Information supplied =>
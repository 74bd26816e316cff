//! Null removal.
//!
//! Event and definition YAMLs routinely carry `key: null` placeholders,
//! and the operation builder materializes absent fields as null. None of
//! that may survive into the written document.

use serde_json::Value;

/// Rebuild `value` bottom-up with every null mapping entry and every null
/// sequence element dropped, at any depth. Falsy non-null scalars (empty
/// string, zero, false) stay.
pub fn strip_nulls(value: Value) -> Value {
    match value {
        Value::Object(map) => Value::Object(
            map.into_iter()
                .filter(|(_, v)| !v.is_null())
                .map(|(k, v)| (k, strip_nulls(v)))
                .collect(),
        ),
        Value::Array(items) => Value::Array(
            items
                .into_iter()
                .filter(|v| !v.is_null())
                .map(strip_nulls)
                .collect(),
        ),
        scalar => scalar,
    }
}
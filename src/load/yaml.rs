//! Directory-tree YAML loaders.
//!
//! Two shapes are needed:
//! - `load_flat`: merge the top-level keys of every file into one flat map
//!   (how event keys are declared: any file may contribute any key).
//! - `load_nested`: key each file's content by its dotted relative path
//!   (how model definitions are namespaced: `common/user.yaml` lands under
//!   `common.user`).

use crate::Result;
use anyhow::{Context, bail};
use serde_json::{Map, Value};
use std::path::{Path, PathBuf};
use walkdir::WalkDir;

/// Collect every `.yaml`/`.yml` file under `dir`, sorted by path so load
/// order (and therefore which file wins on key collisions) is stable.
fn yaml_files(dir: &Path) -> Result<Vec<PathBuf>> {
    let mut files = Vec::new();
    for entry in WalkDir::new(dir) {
        let entry = entry.with_context(|| format!("walk {}", dir.display()))?;
        if !entry.file_type().is_file() {
            continue;
        }
        match entry.path().extension().and_then(|e| e.to_str()) {
            Some("yaml") | Some("yml") => files.push(entry.into_path()),
            _ => {}
        }
    }
    files.sort();
    Ok(files)
}

fn read_value(path: &Path) -> Result<Value> {
    let text =
        std::fs::read_to_string(path).with_context(|| format!("read {}", path.display()))?;
    let value: Value =
        serde_yaml::from_str(&text).with_context(|| format!("parse YAML {}", path.display()))?;
    Ok(value)
}

/// Merge the top-level mapping keys of every YAML file under `dir` into a
/// single flat map. Later files overwrite earlier ones on collision; empty
/// files contribute nothing.
pub fn load_flat(dir: &Path) -> Result<Map<String, Value>> {
    let mut merged = Map::new();
    for file in yaml_files(dir)? {
        match read_value(&file)? {
            Value::Null => {}
            Value::Object(map) => merged.extend(map),
            _ => bail!("{}: expected a top-level mapping", file.display()),
        }
    }
    Ok(merged)
}

/// Load model definitions. A single file loads verbatim; a directory loads
/// each file under the dotted path derived from its location, every dot
/// opening one level of nesting.
pub fn load_nested(path: &Path) -> Result<Value> {
    if path.is_file() {
        return read_value(path);
    }

    let mut root = Map::new();
    for file in yaml_files(path)? {
        let value = read_value(&file)?;
        let rel = file.strip_prefix(path).unwrap_or(&file);
        let module = rel
            .with_extension("")
            .to_string_lossy()
            .replace(['/', '\\'], ".");
        set_path(&mut root, &module, value);
    }
    Ok(Value::Object(root))
}

/// Insert `value` at a dotted path, creating (or overwriting non-mapping)
/// intermediate objects along the way.
fn set_path(root: &mut Map<String, Value>, dotted: &str, value: Value) {
    match dotted.split_once('.') {
        None => {
            root.insert(dotted.to_string(), value);
        }
        Some((head, rest)) => {
            let slot = root
                .entry(head.to_string())
                .or_insert_with(|| Value::Object(Map::new()));
            if !slot.is_object() {
                *slot = Value::Object(Map::new());
            }
            if let Value::Object(map) = slot {
                set_path(map, rest, value);
            }
        }
    }
}
use crate::span::Span;

/// A lexical error located in the source, with optional help text.
#[derive(Debug, Clone, PartialEq)]
pub struct Diagnostic {
    pub message: String,
    pub span: Span,
    pub suggestion: Option<String>,
}

impl Diagnostic {
    pub fn new(message: impl Into<String>, span: Span) -> Self {
        Self {
            message: message.into(),
            span,
            suggestion: None,
        }
    }

    pub fn with_suggestion(mut self, suggestion: impl Into<String>) -> Self {
        self.suggestion = Some(suggestion.into());
        self
    }
}

impl std::fmt::Display for Diagnostic {
    fn fmt(&self, f: &mut std::fmt::Formatter<'_>) -> std::fmt::Result {
        write!(f, "error: {}\n  --> {}", self.message, self.span)?;
        if let Some(ref suggestion) = self.suggestion {
            write!(f, "\n   = help: {}", suggestion)?;
        }
        Ok(())
    }
}

/// Errors collected over one scan, in source order.
#[derive(Debug, Default)]
pub struct DiagnosticBag {
    diagnostics: Vec<Diagnostic>,
}

impl DiagnosticBag {
    pub fn new() -> Self {
        Self::default()
    }

    pub fn report(&mut self, diagnostic: Diagnostic) {
        self.diagnostics.push(diagnostic);
    }

    pub fn has_errors(&self) -> bool {
        !self.diagnostics.is_empty()
    }

    pub fn len(&self) -> usize {
        self.diagnostics.len()
    }

    pub fn is_empty(&self) -> bool {
        self.diagnostics.is_empty()
    }

    pub fn diagnostics(&self) -> &[Diagnostic] {
        &self.diagnostics
    }

    pub fn into_diagnostics(self) -> Vec<Diagnostic> {
        self.diagnostics
    }
}

#[cfg(test)]
mod tests {
    use super::*;
    use crate::span::Position;

    fn span(line: u32, column: u32, offset: u32) -> Span {
        Span::new(
            Position::new(line, column, offset),
            Position::new(line, column + 2, offset + 2),
        )
    }

    #[test]
    fn display_includes_location_and_help() {
        let diag = Diagnostic::new("unexpected token '$'", span(5, 1, 20));
        assert_eq!(diag.to_string(), "error: unexpected token '$'\n  --> 5:1");

        let diag = diag.with_suggestion("remove it");
        assert_eq!(
            diag.to_string(),
            "error: unexpected token '$'\n  --> 5:1\n   = help: remove it"
        );
    }

    #[test]
    fn bag_keeps_source_order() {
        let mut bag = DiagnosticBag::new();
        assert!(!bag.has_errors());
        assert!(bag.is_empty());
        bag.report(Diagnostic::new("multiple points in number", span(1, 1, 0)));
        bag.report(Diagnostic::new("numbers cannot start with 0", span(2, 4, 9)));
        assert!(bag.has_errors());
        assert_eq!(bag.len(), 2);
        let messages: Vec<String> = bag.into_diagnostics().into_iter().map(|d| d.message).collect();
        assert_eq!(
            messages,
            vec!["multiple points in number", "numbers cannot start with 0"]
        );
    }
}
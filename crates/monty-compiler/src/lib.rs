//! Monty language front end.

pub mod lexer;
use std::io::Write;

use monty_common::OutputFormat;
use monty_compiler::lexer::{Scanner, TokenKind};

use crate::CliError;

/// Settings for a token dump, after config and flags are merged.
#[derive(Debug, Clone, Copy, PartialEq, Eq)]
pub struct DumpOptions {
    pub format: OutputFormat,
    pub width: usize,
    pub skip_comments: bool,
}

/// What a dump wrote.
#[derive(Debug, Default, Clone, Copy, PartialEq, Eq)]
pub struct DumpSummary {
    pub tokens: usize,
    pub errors: usize,
}

/// Write one line per token, through `EndOfInput`, to `out`.
pub fn dump_tokens<W: Write>(
    scanner: Scanner<'_>,
    options: &DumpOptions,
    out: &mut W,
) -> Result<DumpSummary, CliError> {
    let mut summary = DumpSummary::default();

    for token in scanner {
        if options.skip_comments && token.kind == TokenKind::Comment {
            continue;
        }
        match options.format {
            OutputFormat::Debug => writeln!(out, "{}", token.display(options.width))?,
            OutputFormat::Json => {
                serde_json::to_writer(&mut *out, &token)?;
                writeln!(out)?;
            }
        }
        summary.tokens += 1;
        if token.is_error() {
            summary.errors += 1;
        }
    }

    Ok(summary)
}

Problem to work on =>
Every record is to be repeated exactly as written.

Task answer =>
repository 74bd26816e316cff
//! Null removal.
//!
//! Event and definition YAMLs routinely carry `key: null` placeholders,
//! and the operation builder materializes absent fields as null. None of
//! that may survive into the written document.

use serde_json::Value;

/// Rebuild `value` bottom-up with every null mapping entry and every null
/// sequence element dropped, at any depth. Falsy non-null scalars (empty
/// string, zero, false) stay.
pub fn strip_nulls(value: Value) -> Value {
    match value {
        Value::Object(map) => Value::Object(
            map.into_iter()
                .filter(|(_, v)| !v.is_null())
                .map(|(k, v)| (k, strip_nulls(v)))
                .collect(),
        ),
        Value::Array(items) => Value::Array(
            items
                .into_iter()
                .filter(|v| !v.is_null())
                .map(strip_nulls)
                .collect(),
        ),
        scalar => scalar,
    }
}
filename src/load/yaml.rs
//! Directory-tree YAML loaders.
//!
//! Two shapes are needed:
//! - `load_flat`: merge the top-level keys of every file into one flat map
//!   (how event keys are declared: any file may contribute any key).
//! - `load_nested`: key each file's content by its dotted relative path
//!   (how model definitions are namespaced: `common/user.yaml` lands under
//!   `common.user`).

use crate::Result;
use anyhow::{Context, bail};
use serde_json::{Map, Value};
use std::path::{Path, PathBuf};
use walkdir::WalkDir;

/// Collect every `.yaml`/`.yml` file under `dir`, sorted by path so load
/// order (and therefore which file wins on key collisions) is stable.
fn yaml_files(dir: &Path) -> Result<Vec<PathBuf>> {
    let mut files = Vec::new();
    for entry in WalkDir::new(dir) {
        let entry = entry.with_context(|| format!("walk {}", dir.display()))?;
        if !entry.file_type().is_file() {
            continue;
        }
        match entry.path().extension().and_then(|e| e.to_str()) {
            Some("yaml") | Some("yml") => files.push(entry.into_path()),
            _ => {}
        }
    }
    files.sort();
    Ok(files)
}

fn read_value(path: &Path) -> Result<Value> {
    let text =
        std::fs::read_to_string(path).with_context(|| format!("read {}", path.display()))?;
    let value: Value =
        serde_yaml::from_str(&text).with_context(|| format!("parse YAML {}", path.display()))?;
    Ok(value)
}

/// Merge the top-level mapping keys of every YAML file under `dir` into a
/// single flat map. Later files overwrite earlier ones on collision; empty
/// files contribute nothing.
pub fn load_flat(dir: &Path) -> Result<Map<String, Value>> {
    let mut merged = Map::new();
    for file in yaml_files(dir)? {
        match read_value(&file)? {
            Value::Null => {}
            Value::Object(map) => merged.extend(map),
            _ => bail!("{}: expected a top-level mapping", file.display()),
        }
    }
    Ok(merged)
}

/// Load model definitions. A single file loads verbatim; a directory loads
/// each file under the dotted path derived from its location, every dot
/// opening one level of nesting.
pub fn load_nested(path: &Path) -> Result<Value> {
    if path.is_file() {
        return read_value(path);
    }

    let mut root = Map::new();
    for file in yaml_files(path)? {
        let value = read_value(&file)?;
        let rel = file.strip_prefix(path).unwrap_or(&file);
        let module = rel
            .with_extension("")
            .to_string_lossy()
            .replace(['/', '\\'], ".");
        set_path(&mut root, &module, value);
    }
    Ok(Value::Object(root))
}

/// Insert `value` at a dotted path, creating (or overwriting non-mapping)
/// intermediate objects along the way.
fn set_path(root: &mut Map<String, Value>, dotted: &str, value: Value) {
    match dotted.split_once('.') {
        None => {
            root.insert(dotted.to_string(), value);
        }
        Some((head, rest)) => {
            let slot = root
                .entry(head.to_string())
                .or_insert_with(|| Value::Object(Map::new()));
            if !slot.is_object() {
                *slot = Value::Object(Map::new());
            }
            if let Value::Object(map) = slot {
                set_path(map, rest, value);
            }
        }
    }
}
use crate::span::Span;

/// A lexical error located in the source, with optional help text.
#[derive(Debug, Clone, PartialEq)]
pub struct Diagnostic {
    pub message: String,
    pub span: Span,
    pub suggestion: Option<String>,
}

impl Diagnostic {
    pub fn new(message: impl Into<String>, span: Span) -> Self {
        Self {
            message: message.into(),
            span,
            suggestion: None,
        }
    }

    pub fn with_suggestion(mut self, suggestion: impl Into<String>) -> Self {
        self.suggestion = Some(suggestion.into());
        self
    }
}

impl std::fmt::Display for Diagnostic {
    fn fmt(&self, f: &mut std::fmt::Formatter<'_>) -> std::fmt::Result {
        write!(f, "error: {}\n  --> {}", self.message, self.span)?;
        if let Some(ref suggestion) = self.suggestion {
            write!(f, "\n   = help: {}", suggestion)?;
        }
        Ok(())
    }
}

/// Errors collected over one scan, in source order.
#[derive(Debug, Default)]
pub struct DiagnosticBag {
    diagnostics: Vec<Diagnostic>,
}

impl DiagnosticBag {
    pub fn new() -> Self {
        Self::default()
    }

    pub fn report(&mut self, diagnostic: Diagnostic) {
        self.diagnostics.push(diagnostic);
    }

    pub fn has_errors(&self) -> bool {
        !self.diagnostics.is_empty()
    }

    pub fn len(&self) -> usize {
        self.diagnostics.len()
    }

    pub fn is_empty(&self) -> bool {
        self.diagnostics.is_empty()
    }

    pub fn diagnostics(&self) -> &[Diagnostic] {
        &self.diagnostics
    }

    pub fn into_diagnostics(self) -> Vec<Diagnostic> {
        self.diagnostics
    }
}

#[cfg(test)]
mod tests {
    use super::*;
    use crate::span::Position;

    fn span(line: u32, column: u32, offset: u32) -> Span {
        Span::new(
            Position::new(line, column, offset),
            Position::new(line, column + 2, offset + 2),
        )
    }

    #[test]
    fn display_includes_location_and_help() {
        let diag = Diagnostic::new("unexpected token '$'", span(5, 1, 20));
        assert_eq!(diag.to_string(), "error: unexpected token '$'\n  --> 5:1");

        let diag = diag.with_suggestion("remove it");
        assert_eq!(
            diag.to_string(),
            "error: unexpected token '$'\n  --> 5:1\n   = help: remove it"
        );
    }

    #[test]
    fn bag_keeps_source_order() {
        let mut bag = DiagnosticBag::new();
        assert!(!bag.has_errors());
        assert!(bag.is_empty());
        bag.report(Diagnostic::new("multiple points in number", span(1, 1, 0)));
        bag.report(Diagnostic::new("numbers cannot start with 0", span(2, 4, 9)));
        assert!(bag.has_errors());
        assert_eq!(bag.len(), 2);
        let messages: Vec<String> = bag.into_diagnostics().into_iter().map(|d| d.message).collect();
        assert_eq!(
            messages,
            vec!["multiple points in number", "numbers cannot start with 0"]
        );
    }
}
filename crates/monty-compiler/src/lib.rs
//! Monty language front end.

pub mod lexer;
use std::io::Write;

use monty_common::OutputFormat;
use monty_compiler::lexer::{Scanner, TokenKind};

use crate::CliError;

/// Settings for a token dump, after config and flags are merged.
#[derive(Debug, Clone, Copy, PartialEq, Eq)]
pub struct DumpOptions {
    pub format: OutputFormat,
    pub width: usize,
    pub skip_comments: bool,
}

/// What a dump wrote.
#[derive(Debug, Default, Clone, Copy, PartialEq, Eq)]
pub struct DumpSummary {
    pub tokens: usize,
    pub errors: usize,
}

/// Write one line per token, through `EndOfInput`, to `out`.
pub fn dump_tokens<W: Write>(
    scanner: Scanner<'_>,
    options: &DumpOptions,
    out: &mut W,
) -> Result<DumpSummary, CliError> {
    let mut summary = DumpSummary::default();

    for token in scanner {
        if options.skip_comments && token.kind == TokenKind::Comment {
            continue;
        }
        match options.format {
            OutputFormat::Debug => writeln!(out, "{}", token.display(options.width))?,
            OutputFormat::Json => {
                serde_json::to_writer(&mut *out, &token)?;
                writeln!(out)?;
            }
        }
        summary.tokens += 1;
        if token.is_error() {
            summary.errors += 1;
        }
    }

    Ok(summary)
}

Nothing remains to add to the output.